**TASK STATEMENT**
Filter the records down to the lines that hold the word "tracing", and copy each of those lines.

**SUPPLIED ENTRIES**
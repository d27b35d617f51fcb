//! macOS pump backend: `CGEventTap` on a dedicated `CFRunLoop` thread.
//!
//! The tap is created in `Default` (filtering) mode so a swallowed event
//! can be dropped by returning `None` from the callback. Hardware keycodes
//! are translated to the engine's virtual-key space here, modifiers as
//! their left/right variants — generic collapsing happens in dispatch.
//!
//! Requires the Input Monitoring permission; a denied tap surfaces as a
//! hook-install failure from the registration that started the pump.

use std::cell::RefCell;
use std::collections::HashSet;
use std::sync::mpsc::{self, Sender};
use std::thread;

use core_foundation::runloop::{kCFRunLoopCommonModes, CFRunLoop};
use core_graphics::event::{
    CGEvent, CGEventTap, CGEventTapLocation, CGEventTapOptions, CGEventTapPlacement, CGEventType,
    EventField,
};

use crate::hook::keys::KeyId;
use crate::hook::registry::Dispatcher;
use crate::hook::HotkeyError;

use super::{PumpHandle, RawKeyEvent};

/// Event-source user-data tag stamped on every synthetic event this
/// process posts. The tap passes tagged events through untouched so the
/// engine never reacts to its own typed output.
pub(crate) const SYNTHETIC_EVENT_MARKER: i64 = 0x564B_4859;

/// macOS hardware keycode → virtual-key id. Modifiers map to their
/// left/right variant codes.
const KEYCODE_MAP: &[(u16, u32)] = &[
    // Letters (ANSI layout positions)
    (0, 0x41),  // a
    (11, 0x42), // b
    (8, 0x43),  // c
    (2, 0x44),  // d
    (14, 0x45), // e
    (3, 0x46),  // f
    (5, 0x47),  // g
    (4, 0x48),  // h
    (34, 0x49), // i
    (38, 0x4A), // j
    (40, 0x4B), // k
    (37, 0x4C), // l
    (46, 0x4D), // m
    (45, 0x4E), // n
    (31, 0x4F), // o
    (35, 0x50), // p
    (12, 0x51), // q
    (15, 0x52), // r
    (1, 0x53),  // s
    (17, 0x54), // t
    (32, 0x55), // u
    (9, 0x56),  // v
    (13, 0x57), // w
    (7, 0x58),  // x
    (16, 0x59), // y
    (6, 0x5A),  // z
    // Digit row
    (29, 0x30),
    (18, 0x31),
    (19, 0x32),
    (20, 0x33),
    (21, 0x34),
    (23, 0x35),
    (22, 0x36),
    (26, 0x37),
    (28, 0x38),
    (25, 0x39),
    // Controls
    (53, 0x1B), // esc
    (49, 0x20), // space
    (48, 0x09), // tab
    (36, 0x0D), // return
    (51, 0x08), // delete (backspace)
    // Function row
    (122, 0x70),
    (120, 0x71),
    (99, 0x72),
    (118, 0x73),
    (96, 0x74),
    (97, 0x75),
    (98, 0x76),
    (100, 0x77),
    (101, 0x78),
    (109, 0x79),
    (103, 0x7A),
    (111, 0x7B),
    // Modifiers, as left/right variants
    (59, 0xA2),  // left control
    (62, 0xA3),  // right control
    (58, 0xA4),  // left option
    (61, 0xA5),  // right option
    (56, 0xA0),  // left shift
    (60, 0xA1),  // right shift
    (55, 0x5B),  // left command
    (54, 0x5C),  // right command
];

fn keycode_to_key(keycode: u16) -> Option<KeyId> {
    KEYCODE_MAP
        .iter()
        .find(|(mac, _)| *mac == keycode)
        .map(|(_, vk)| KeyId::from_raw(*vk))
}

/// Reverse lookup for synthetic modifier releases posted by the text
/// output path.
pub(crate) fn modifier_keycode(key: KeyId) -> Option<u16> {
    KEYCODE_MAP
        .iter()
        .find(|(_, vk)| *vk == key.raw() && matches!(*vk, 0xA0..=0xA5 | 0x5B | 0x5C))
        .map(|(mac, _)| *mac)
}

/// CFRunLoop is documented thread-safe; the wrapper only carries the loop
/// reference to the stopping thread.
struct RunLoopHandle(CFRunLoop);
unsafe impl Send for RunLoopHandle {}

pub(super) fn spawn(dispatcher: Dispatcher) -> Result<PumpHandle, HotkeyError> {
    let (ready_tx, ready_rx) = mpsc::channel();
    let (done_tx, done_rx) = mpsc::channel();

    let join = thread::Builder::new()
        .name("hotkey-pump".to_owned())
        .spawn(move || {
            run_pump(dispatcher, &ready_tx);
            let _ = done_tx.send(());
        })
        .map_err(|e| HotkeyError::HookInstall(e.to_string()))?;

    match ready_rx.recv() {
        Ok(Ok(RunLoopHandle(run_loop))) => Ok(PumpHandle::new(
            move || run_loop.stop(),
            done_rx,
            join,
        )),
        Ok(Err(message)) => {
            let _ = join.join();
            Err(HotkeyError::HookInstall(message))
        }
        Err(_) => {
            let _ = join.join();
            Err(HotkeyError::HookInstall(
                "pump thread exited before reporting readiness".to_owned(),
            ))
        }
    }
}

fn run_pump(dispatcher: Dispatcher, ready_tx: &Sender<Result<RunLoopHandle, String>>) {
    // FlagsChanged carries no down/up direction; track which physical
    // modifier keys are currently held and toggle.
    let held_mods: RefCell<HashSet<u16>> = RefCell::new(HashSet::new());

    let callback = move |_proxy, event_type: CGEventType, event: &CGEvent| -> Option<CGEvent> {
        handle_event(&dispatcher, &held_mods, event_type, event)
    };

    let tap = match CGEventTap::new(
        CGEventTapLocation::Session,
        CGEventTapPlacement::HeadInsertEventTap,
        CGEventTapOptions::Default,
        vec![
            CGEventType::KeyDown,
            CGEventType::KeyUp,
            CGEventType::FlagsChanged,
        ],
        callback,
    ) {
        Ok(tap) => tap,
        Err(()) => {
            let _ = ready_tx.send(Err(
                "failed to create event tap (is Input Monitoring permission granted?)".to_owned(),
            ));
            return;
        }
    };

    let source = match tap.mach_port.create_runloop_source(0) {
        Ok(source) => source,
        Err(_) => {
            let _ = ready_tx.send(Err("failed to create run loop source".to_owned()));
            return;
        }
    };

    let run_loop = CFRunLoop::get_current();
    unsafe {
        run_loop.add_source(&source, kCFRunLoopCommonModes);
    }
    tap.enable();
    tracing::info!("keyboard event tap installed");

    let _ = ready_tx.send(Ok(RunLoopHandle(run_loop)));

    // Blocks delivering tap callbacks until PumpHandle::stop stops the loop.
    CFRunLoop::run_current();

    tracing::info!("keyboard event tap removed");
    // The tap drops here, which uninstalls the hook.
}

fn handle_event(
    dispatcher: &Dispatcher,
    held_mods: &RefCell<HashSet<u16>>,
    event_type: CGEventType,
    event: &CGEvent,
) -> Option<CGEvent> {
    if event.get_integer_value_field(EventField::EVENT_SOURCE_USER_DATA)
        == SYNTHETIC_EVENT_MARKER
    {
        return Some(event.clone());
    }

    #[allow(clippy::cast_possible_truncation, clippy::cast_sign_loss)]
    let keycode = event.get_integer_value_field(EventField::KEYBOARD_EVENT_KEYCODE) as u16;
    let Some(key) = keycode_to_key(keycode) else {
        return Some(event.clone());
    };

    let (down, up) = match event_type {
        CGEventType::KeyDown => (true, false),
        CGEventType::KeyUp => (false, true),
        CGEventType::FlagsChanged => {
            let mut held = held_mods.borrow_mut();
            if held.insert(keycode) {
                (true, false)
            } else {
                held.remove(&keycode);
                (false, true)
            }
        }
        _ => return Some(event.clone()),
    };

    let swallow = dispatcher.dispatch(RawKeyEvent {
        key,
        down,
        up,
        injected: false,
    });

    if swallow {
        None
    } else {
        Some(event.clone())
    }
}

--

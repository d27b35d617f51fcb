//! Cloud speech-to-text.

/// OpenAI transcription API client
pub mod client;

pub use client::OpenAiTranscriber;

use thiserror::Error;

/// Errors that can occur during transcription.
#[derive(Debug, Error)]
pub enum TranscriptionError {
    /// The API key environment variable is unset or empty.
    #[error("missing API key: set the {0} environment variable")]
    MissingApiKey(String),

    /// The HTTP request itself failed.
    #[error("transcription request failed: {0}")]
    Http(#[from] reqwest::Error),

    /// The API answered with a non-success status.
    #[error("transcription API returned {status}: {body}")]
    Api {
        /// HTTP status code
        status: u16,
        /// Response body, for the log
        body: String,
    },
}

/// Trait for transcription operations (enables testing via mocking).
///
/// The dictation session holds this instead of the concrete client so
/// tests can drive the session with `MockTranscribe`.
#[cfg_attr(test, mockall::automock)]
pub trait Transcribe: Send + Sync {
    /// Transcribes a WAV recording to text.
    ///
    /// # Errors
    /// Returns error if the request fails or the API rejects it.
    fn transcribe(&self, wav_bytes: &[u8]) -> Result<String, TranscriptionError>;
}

* * *

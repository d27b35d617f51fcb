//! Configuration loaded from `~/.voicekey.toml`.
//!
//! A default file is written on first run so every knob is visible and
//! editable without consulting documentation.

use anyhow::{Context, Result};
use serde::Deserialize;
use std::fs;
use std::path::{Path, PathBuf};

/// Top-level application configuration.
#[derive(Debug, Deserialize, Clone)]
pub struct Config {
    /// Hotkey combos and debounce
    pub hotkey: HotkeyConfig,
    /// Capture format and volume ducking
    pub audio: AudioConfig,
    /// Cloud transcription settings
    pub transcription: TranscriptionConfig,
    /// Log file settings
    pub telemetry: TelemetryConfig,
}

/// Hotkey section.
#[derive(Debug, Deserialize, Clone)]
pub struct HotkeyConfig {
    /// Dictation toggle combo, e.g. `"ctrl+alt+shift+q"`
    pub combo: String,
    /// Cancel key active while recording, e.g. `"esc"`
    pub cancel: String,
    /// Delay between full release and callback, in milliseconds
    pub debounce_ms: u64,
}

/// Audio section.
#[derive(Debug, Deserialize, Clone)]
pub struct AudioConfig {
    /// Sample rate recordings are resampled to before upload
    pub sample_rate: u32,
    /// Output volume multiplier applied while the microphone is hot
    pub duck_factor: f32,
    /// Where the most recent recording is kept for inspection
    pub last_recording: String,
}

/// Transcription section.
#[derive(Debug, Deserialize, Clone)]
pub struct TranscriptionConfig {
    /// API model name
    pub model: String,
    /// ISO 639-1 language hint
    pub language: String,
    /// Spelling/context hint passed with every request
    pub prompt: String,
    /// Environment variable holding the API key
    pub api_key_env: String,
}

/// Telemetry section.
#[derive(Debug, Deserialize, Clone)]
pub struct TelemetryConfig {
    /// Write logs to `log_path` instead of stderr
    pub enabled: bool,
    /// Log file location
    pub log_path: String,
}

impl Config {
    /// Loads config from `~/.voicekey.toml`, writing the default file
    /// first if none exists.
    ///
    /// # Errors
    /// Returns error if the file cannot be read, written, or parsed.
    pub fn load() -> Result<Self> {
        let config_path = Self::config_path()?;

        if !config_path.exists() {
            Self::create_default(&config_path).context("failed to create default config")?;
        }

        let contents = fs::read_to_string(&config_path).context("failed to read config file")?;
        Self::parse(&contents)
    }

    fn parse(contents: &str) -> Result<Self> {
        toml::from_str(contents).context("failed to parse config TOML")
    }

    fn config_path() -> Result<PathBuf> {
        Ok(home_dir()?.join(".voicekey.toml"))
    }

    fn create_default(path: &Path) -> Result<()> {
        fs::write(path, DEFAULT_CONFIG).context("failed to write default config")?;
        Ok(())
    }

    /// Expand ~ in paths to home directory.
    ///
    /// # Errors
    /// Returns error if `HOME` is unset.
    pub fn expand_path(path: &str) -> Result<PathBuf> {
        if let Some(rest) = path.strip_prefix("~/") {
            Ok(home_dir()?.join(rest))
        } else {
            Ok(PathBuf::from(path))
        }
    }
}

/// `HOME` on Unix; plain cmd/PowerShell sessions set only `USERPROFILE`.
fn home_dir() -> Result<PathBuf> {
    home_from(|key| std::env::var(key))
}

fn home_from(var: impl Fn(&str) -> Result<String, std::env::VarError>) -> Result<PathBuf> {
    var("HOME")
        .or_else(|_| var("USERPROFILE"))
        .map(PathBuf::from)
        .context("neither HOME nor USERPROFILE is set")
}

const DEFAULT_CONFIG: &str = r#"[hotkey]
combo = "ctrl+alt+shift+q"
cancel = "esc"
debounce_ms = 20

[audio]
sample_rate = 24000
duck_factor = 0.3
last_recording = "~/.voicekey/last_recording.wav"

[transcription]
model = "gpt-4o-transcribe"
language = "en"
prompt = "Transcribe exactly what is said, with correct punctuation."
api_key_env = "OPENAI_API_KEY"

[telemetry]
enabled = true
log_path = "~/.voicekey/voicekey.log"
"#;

**RESULT OF THIS EXERCISE**
    tracing::info!("keyboard event tap installed");
    tracing::info!("keyboard event tap removed");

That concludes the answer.